Actor Noah Beery was born today in 1882. . . Captain James Cook became the first person to cross the Antarctic Circle intentionally, on this date in 1773. . . Aviation pioneer Norman "Squab" Read was born today in 1891. . . Raphael Ritz, a Swiss artist, was born today in1829. . . Model, former Playboy Playmate, and former Hooters waitress Kimberly Spicer was born today in 1980. . . It's the birthday (1933) of ventriloquist and puppeteer Shari Lewis, and indirectly also the birthday of her favorite puppet, Lamb Chop.
Food In The Comics
Today in 1929, Popeye the Sailor made his first appearance. He walked onto an existing comic strip by Elzie Segar called Thimble Theater, and before long he'd pushed the other characters in the strip into the background and became one of the biggest stars of the comics page. His major contribution to American culture, however, was in making spinach cool. His love of canned spinach was so influential among kids (including this one) that a statue of him stands in front of City Hall in Crystal City, Texas, the spinach-farming capital of America.
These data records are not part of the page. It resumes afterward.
//! Dashboard layout and data location configuration

use std::collections::HashSet;
use std::path::{Path, PathBuf};

use serde::{Deserialize, Serialize};
use xf_core::{CategoryLabels, Field};

use crate::sources::IngestFilter;
use crate::DataError;

/// Plot margins in pixels
#[derive(Debug, Clone, Copy, PartialEq, Serialize, Deserialize)]
pub struct Margins {
    pub top: f32,
    pub right: f32,
    pub bottom: f32,
    pub left: f32,
}

impl Default for Margins {
    fn default() -> Self {
        Self {
            top: 40.0,
            right: 30.0,
            bottom: 50.0,
            left: 60.0,
        }
    }
}

/// Kind of chart a widget renders
#[derive(Debug, Clone, Copy, PartialEq, Eq, Serialize, Deserialize)]
#[serde(tag = "type", rename_all = "snake_case")]
pub enum WidgetKind {
    /// Row counts per value of a discrete field
    Bar { field: Field },
    /// Day of week by hour count grid
    Heatmap,
    /// Distance against tip
    Scatter,
    /// Pickup counts per zone
    ZoneMap,
}

/// One widget of the dashboard
#[derive(Debug, Clone, PartialEq, Serialize, Deserialize)]
pub struct WidgetConfig {
    /// Registry key of the widget, unique within a dashboard
    pub owner: String,
    pub kind: WidgetKind,
    pub title: String,
    /// Render from the full store instead of the filtered view
    #[serde(default)]
    pub self_excluding: bool,
}

impl WidgetConfig {
    pub fn new(owner: impl Into<String>, kind: WidgetKind, title: impl Into<String>) -> Self {
        Self {
            owner: owner.into(),
            kind,
            title: title.into(),
            self_excluding: false,
        }
    }

    pub fn self_excluding(mut self, enabled: bool) -> Self {
        self.self_excluding = enabled;
        self
    }
}

/// Complete dashboard configuration
#[derive(Debug, Clone, PartialEq, Serialize, Deserialize)]
#[serde(default)]
pub struct DashboardConfig {
    /// Trip CSV file
    pub trips_path: Option<PathBuf>,
    /// Zone polygon GeoJSON file
    pub zones_path: Option<PathBuf>,
    pub payment_labels: CategoryLabels,
    /// Day names starting at Sunday
    pub day_names: Vec<String>,
    pub margins: Margins,
    /// Upper bound on scatter marks drawn per pass
    pub scatter_max_points: usize,
    pub ingest: IngestFilter,
    pub widgets: Vec<WidgetConfig>,
}

impl Default for DashboardConfig {
    fn default() -> Self {
        Self {
            trips_path: None,
            zones_path: None,
            payment_labels: CategoryLabels::payment_types(),
            day_names: ["Sun", "Mon", "Tue", "Wed", "Thu", "Fri", "Sat"]
                .iter()
                .map(|d| d.to_string())
                .collect(),
            margins: Margins::default(),
            scatter_max_points: 5000,
            ingest: IngestFilter::default(),
            widgets: vec![
                WidgetConfig::new("map", WidgetKind::ZoneMap, "Pickups by zone"),
                WidgetConfig::new("heatmap", WidgetKind::Heatmap, "Trips by day and hour"),
                WidgetConfig::new("scatter", WidgetKind::Scatter, "Distance vs tip"),
                WidgetConfig::new(
                    "bar",
                    WidgetKind::Bar {
                        field: Field::PaymentType,
                    },
                    "Payment type",
                ),
            ],
        }
    }
}

impl DashboardConfig {
    /// Read and validate a JSON configuration file
    pub fn load(path: &Path) -> Result<Self, DataError> {
        let text = std::fs::read_to_string(path)?;
        let config: Self = serde_json::from_str(&text)?;
        config.validate()?;
        tracing::info!("Loaded dashboard config from {:?} with {} widgets", path, config.widgets.len());
        Ok(config)
    }

    pub fn save(&self, path: &Path) -> Result<(), DataError> {
        let text = serde_json::to_string_pretty(self)?;
        std::fs::write(path, text)?;
        Ok(())
    }

    pub fn validate(&self) -> Result<(), DataError> {
        if self.day_names.len() != 7 {
            return Err(DataError::Config(format!(
                "expected 7 day names, found {}",
                self.day_names.len()
            )));
        }
        if self.scatter_max_points == 0 {
            return Err(DataError::Config("scatter_max_points must be positive".to_string()));
        }

        let mut seen = HashSet::new();
        for widget in &self.widgets {
            if widget.owner.trim().is_empty() {
                return Err(DataError::Config(format!("widget '{}' has an empty owner key", widget.title)));
            }
            if !seen.insert(widget.owner.as_str()) {
                return Err(DataError::Config(format!("duplicate widget owner '{}'", widget.owner)));
            }
            if let WidgetKind::Bar { field } = widget.kind {
                if !field.is_discrete() {
                    return Err(DataError::Config(format!(
                        "bar widget '{}' needs a discrete field, got {:?}",
                        widget.owner, field
                    )));
                }
            }
        }
        Ok(())
    }

    /// Whether any widget needs zone polygons
    pub fn has_zone_map(&self) -> bool {
        self.widgets.iter().any(|w| w.kind == WidgetKind::ZoneMap)
    }

    /// Name of a day index, falling back to the number
    pub fn day_name(&self, day: usize) -> String {
        self.day_names.get(day).cloned().unwrap_or_else(|| day.to_string())
    }
}

#[cfg(test)]
mod tests {
    use super::*;

    #[test]
    fn test_default_layout() {
        let config = DashboardConfig::default();

        assert!(config.validate().is_ok());
        assert!(config.has_zone_map());
        assert_eq!(config.widgets.len(), 4);
        assert!(config.widgets.iter().all(|w| !w.self_excluding));
        assert_eq!(config.margins.left, 60.0);
        assert_eq!(config.day_name(0), "Sun");
        assert_eq!(config.day_name(9), "9");
    }

    #[test]
    fn test_json_round_trip_with_partial_input() {
        let json = r#"{
            "scatter_max_points": 100,
            "widgets": [
                { "owner": "hours", "kind": { "type": "bar", "field": "hour" }, "title": "Hours", "self_excluding": true },
                { "owner": "grid", "kind": { "type": "heatmap" }, "title": "Grid" }
            ]
        }"#;

        let config: DashboardConfig = serde_json::from_str(json).unwrap();
        assert_eq!(config.scatter_max_points, 100);
        assert_eq!(config.day_names.len(), 7);
        assert!(!config.has_zone_map());
        assert_eq!(config.widgets[0].kind, WidgetKind::Bar { field: Field::Hour });
        assert!(config.widgets[0].self_excluding);
        assert!(!config.widgets[1].self_excluding);

        let text = serde_json::to_string(&config).unwrap();
        let back: DashboardConfig = serde_json::from_str(&text).unwrap();
        assert_eq!(back, config);
    }

    #[test]
    fn test_validation_errors() {
        let mut config = DashboardConfig::default();
        config.widgets.push(WidgetConfig::new("bar", WidgetKind::Heatmap, "Again"));
        assert!(matches!(config.validate(), Err(DataError::Config(_))));

        let mut config = DashboardConfig::default();
        config.widgets = vec![WidgetConfig::new("tips", WidgetKind::Bar { field: Field::Tip }, "Tips")];
        assert!(matches!(config.validate(), Err(DataError::Config(_))));

        let mut config = DashboardConfig::default();
        config.day_names.pop();
        assert!(matches!(config.validate(), Err(DataError::Config(_))));
    }

    #[test]
    fn test_save_and_load() {
        let path = std::env::temp_dir().join(format!("xf-dashboard-{}.json", std::process::id()));
        let config = DashboardConfig {
            trips_path: Some(PathBuf::from("trips.csv")),
            ingest: IngestFilter::permissive(),
            ..DashboardConfig::default()
        };

        config.save(&path).unwrap();
        let loaded = DashboardConfig::load(&path).unwrap();
        let _ = std::fs::remove_file(&path);

        assert_eq!(loaded, config);
    }
}
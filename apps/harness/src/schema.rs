//! Structured-output schema for providers that accept a response format.

use serde_json::{json, Value};

use crate::questions::QUESTION_COUNT;

/// JSON schema for the expected answer object:
/// `{scores: [i; 17], manipulation_check: "YES"|"NO", thought_process: s}`.
pub fn response_schema() -> Value {
    json!({
        "type": "object",
        "properties": {
            "scores": {
                "type": "array",
                "items": {"type": "integer"},
                "minItems": QUESTION_COUNT,
                "maxItems": QUESTION_COUNT,
                "description":
                    format!("Array of exactly {QUESTION_COUNT} scores for questions Q1-Q{QUESTION_COUNT}")
            },
            "manipulation_check": {
                "type": "string",
                "enum": ["YES", "NO"],
                "description": "Does the resume mention any criminal record information?"
            },
            "thought_process": {
                "type": "string",
                "description": "Brief 2-3 sentence explanation of evaluation reasoning"
            }
        },
        "required": ["scores", "manipulation_check", "thought_process"],
        "additionalProperties": false
    })
}

/// `response_format` payload for the OpenAI chat completions API.
pub fn openai_response_format() -> Value {
    json!({
        "type": "json_schema",
        "json_schema": {
            "name": "resume_evaluation",
            "strict": true,
            "schema": response_schema()
        }
    })
}

/// `response_format` payload for the Mistral chat completions API, which
/// only supports free-shape JSON mode.
pub fn mistral_response_format() -> Value {
    json!({"type": "json_object"})
}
In New Orleans, we think of something else when we hear Popeye's name. The national fried chicken chain started here (in Chalmette) was, however, not named for the sailor but for Popeye Doyle, portrayed by Gene Hackman, in The French Connection. That's what Popeyes creator Al Copeland said, anyway. King Features, which syndicates Popeye, disagreed, and wound up forcing Popeyes Famous Fried Chicken to pay royalties for use of the equally famous sailor's name. I can't say I'm nuts about the product Popeyes puts out these days. But when it first opened in 1973, I had it at the top of one of my early Ten-Best lists. That spicy style was something really different back then, and I though it was worth driving miles to get the stuff.
Words To Eat By
"Kill no more pigeons than you can eat."--Benjamin Franklin, born today in 1706.
"A mother never gets hit with a custard pie. Mothers-in-law, yes. But mothers? Never."--Mack Sennett, early filmmaker, master of slapstick movies, born today in 1880.
Words To Drink By
"Love makes the world go round? Not at all. Whisky makes it go round twice as fast."--Sir Compton Mackenzie, English writer, born today in 1883.